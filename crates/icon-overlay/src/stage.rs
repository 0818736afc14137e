//! The overlay detection stage itself: for each slot, sweeps overlay
//! variants, scales, and offsets, gated by barcode/hue checks and scored
//! by SSIM, to find the best-matching rarity overlay.

use std::collections::HashMap;

use icon_imaging::{adaptive_threshold_gaussian, normalize_to_reference, resize_scaled, ssim};
use icon_model::{OverlayDetection, OverlayDetectionResult, OverlayName, SlotMap, SlotRef};
use image::{GrayImage, Rgb, RgbImage, RgbaImage};
use rayon::prelude::*;
use tracing::debug;

use crate::barcode::{barcode_strip, compare_barcodes};
use crate::hue::classify_overlay_by_patch;
use crate::options::{OverlayOptions, REFERENCE_HEIGHT, REFERENCE_WIDTH};

/// Half the barcode stripe's own width: the analytic mask keeps only this
/// many leftmost columns of the (already-scaled) overlay and ROI crop.
const BOX_HALF_WIDTH: f64 = 4.0;

/// Columns of black padding appended to the right of a binarized barcode
/// strip before SSIM, matching the original's fixed 7px pad.
const STRIP_PAD: u32 = 7;

/// Drops the alpha channel; the original loads overlay references as
/// 3-channel BGR, so transparency plays no part in stripe comparison.
fn rgba_to_rgb(image: &RgbaImage) -> RgbImage {
    RgbImage::from_fn(image.width(), image.height(), |x, y| {
        let p = image.get_pixel(x, y);
        Rgb([p[0], p[1], p[2]])
    })
}

/// Zeroes every column at or beyond `keep_width`, leaving only the
/// leftmost stripe intact.
fn mask_left_columns(image: &RgbImage, keep_width: u32) -> RgbImage {
    let (w, h) = image.dimensions();
    let keep_width = keep_width.min(w);
    let mut out = image.clone();
    for y in 0..h {
        for x in keep_width..w {
            out.put_pixel(x, y, Rgb([0, 0, 0]));
        }
    }
    out
}

/// Binarizes a strip (adaptive Gaussian threshold) and pads it with
/// [`STRIP_PAD`] columns of black on the right.
fn binarize_and_pad(strip: &RgbImage) -> RgbImage {
    let (w, h) = strip.dimensions();
    let mut gray = GrayImage::new(w, h);
    for (x, y, pixel) in strip.enumerate_pixels() {
        let [r, g, b] = pixel.0;
        let luma = (0.299 * r as f64 + 0.587 * g as f64 + 0.114 * b as f64).round() as u8;
        gray.put_pixel(x, y, image::Luma([luma]));
    }
    let binarized = adaptive_threshold_gaussian(&gray, 11, 2);

    let mut padded = RgbImage::new(w + STRIP_PAD, h);
    for (x, y, pixel) in binarized.enumerate_pixels() {
        let v = pixel[0];
        padded.put_pixel(x, y, Rgb([v, v, v]));
    }
    padded
}

/// Runs the barcode/hue-gated multi-scale SSIM search for one slot's ROI
/// against every non-common overlay, keeping only the single best-scoring
/// detection.
fn detect_for_slot(roi: &RgbImage, overlays: &HashMap<OverlayName, RgbImage>, options: &OverlayOptions) -> OverlayDetection {
    let (normalized_roi, _scale) = normalize_to_reference(roi, REFERENCE_WIDTH, REFERENCE_HEIGHT);
    let (roi_w, roi_h) = normalized_roi.dimensions();

    let mut best: Option<OverlayDetection> = None;

    for overlay_name in OverlayName::SCORED {
        let Some(overlay_rgb) = overlays.get(&overlay_name) else {
            continue;
        };

        for scale in options.scales() {
            let resized_overlay = resize_scaled(overlay_rgb, scale);
            let (ow, oh) = resized_overlay.dimensions();
            if ow == 0 || oh == 0 || ow > roi_w || oh > roi_h {
                continue;
            }

            let mask_width = ((BOX_HALF_WIDTH * scale).round().max(1.0)) as u32;
            let masked_overlay = mask_left_columns(&resized_overlay, mask_width);
            let overlay_strip = barcode_strip(&masked_overlay);

            for (dx, dy) in options.offsets() {
                let anchor_x = options.max_offset + dx;
                let anchor_y = options.max_offset + dy;
                if anchor_x < 0 || anchor_y < 0 {
                    continue;
                }
                let (anchor_x, anchor_y) = (anchor_x as u32, anchor_y as u32);
                if anchor_x + ow > roi_w || anchor_y + oh > roi_h {
                    continue;
                }

                let window = image::imageops::crop_imm(&normalized_roi, anchor_x, anchor_y, ow, oh).to_image();
                let masked_window = mask_left_columns(&window, mask_width);
                let window_strip = barcode_strip(&masked_window);

                if !compare_barcodes(&overlay_strip, &window_strip) {
                    continue;
                }
                if classify_overlay_by_patch(&window_strip) != Some(overlay_name) {
                    continue;
                }

                let padded_overlay = binarize_and_pad(&overlay_strip);
                let padded_window = binarize_and_pad(&window_strip);
                let score = ssim(&padded_overlay, &padded_window);

                let is_better = best.as_ref().map(|b| score > b.ssim).unwrap_or(true);
                if score > options.ssim_threshold && is_better {
                    best = Some(OverlayDetection {
                        overlay: overlay_name,
                        scale,
                        offset: Some((dx, dy)),
                        ssim: score,
                        method: icon_model::OverlayDetectionMethod::Detected,
                    });
                }
            }
        }
    }

    best.unwrap_or_else(OverlayDetection::fallback)
}

/// Runs overlay detection over every slot in `slots`.
pub fn run(slots: &SlotMap, overlays: &HashMap<OverlayName, RgbaImage>, options: &OverlayOptions) -> OverlayDetectionResult {
    let flattened: HashMap<OverlayName, RgbImage> = overlays.iter().map(|(name, img)| (*name, rgba_to_rgb(img))).collect();

    let work: Vec<(SlotRef, &RgbImage)> = slots
        .groups
        .iter()
        .flat_map(|(group_label, group_slots)| group_slots.iter().map(move |slot| (SlotRef::new(group_label.clone(), slot.slot_index), &slot.roi)))
        .collect();

    debug!(slots = work.len(), "detecting overlays with chunksize {}", options.chunksize);

    let results: Vec<(SlotRef, OverlayDetection)> = work
        .par_iter()
        .with_min_len(options.chunksize.max(1))
        .map(|(slot_ref, roi)| (slot_ref.clone(), detect_for_slot(roi, &flattened, options)))
        .collect();

    let mut output = OverlayDetectionResult::new();
    for (slot_ref, detection) in results {
        if detection.method == icon_model::OverlayDetectionMethod::Fallback {
            debug!(group = %slot_ref.group_label, slot = slot_ref.slot_index, "no overlay cleared threshold, falling back to common");
        }
        output.insert(&slot_ref, detection);
    }
    output
}

#[cfg(test)]
mod tests {
    use super::*;
    use icon_model::{BBox, Hash64, Slot};

    fn solid_roi(w: u32, h: u32, color: Rgb<u8>) -> RgbImage {
        RgbImage::from_pixel(w, h, color)
    }

    #[test]
    fn empty_overlay_catalog_falls_back_to_common() {
        let mut slots = SlotMap::new();
        slots.insert_group(
            "Fore Weapon",
            vec![Slot::new("Fore Weapon", 0, BBox::new(0, 0, 47, 36), solid_roi(47, 36, Rgb([20, 20, 20])), Hash64::new(0), Hash64::new(0))],
        );
        let overlays = HashMap::new();
        let detection = run(&slots, &overlays, &OverlayOptions::default());
        let got = detection.get(&SlotRef::new("Fore Weapon", 0)).unwrap();
        assert_eq!(got.method, icon_model::OverlayDetectionMethod::Fallback);
        assert_eq!(got.overlay, OverlayName::Common);
    }

    #[test]
    fn no_overlay_clears_threshold_against_a_flat_roi() {
        let mut slots = SlotMap::new();
        slots.insert_group(
            "Fore Weapon",
            vec![Slot::new("Fore Weapon", 0, BBox::new(0, 0, 47, 36), solid_roi(47, 36, Rgb([20, 20, 20])), Hash64::new(0), Hash64::new(0))],
        );
        let mut overlays = HashMap::new();
        overlays.insert(OverlayName::Rare, RgbaImage::from_pixel(36, 36, image::Rgba([30, 144, 255, 255])));
        let detection = run(&slots, &overlays, &OverlayOptions::default());
        let got = detection.get(&SlotRef::new("Fore Weapon", 0)).unwrap();
        // A gray, unsaturated ROI never classifies as any hue band, so the
        // step 4b gate rejects every candidate and we fall back.
        assert_eq!(got.method, icon_model::OverlayDetectionMethod::Fallback);
    }
}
------------
Your answer should be a single number: how many lines of the material contain "chunksize".

2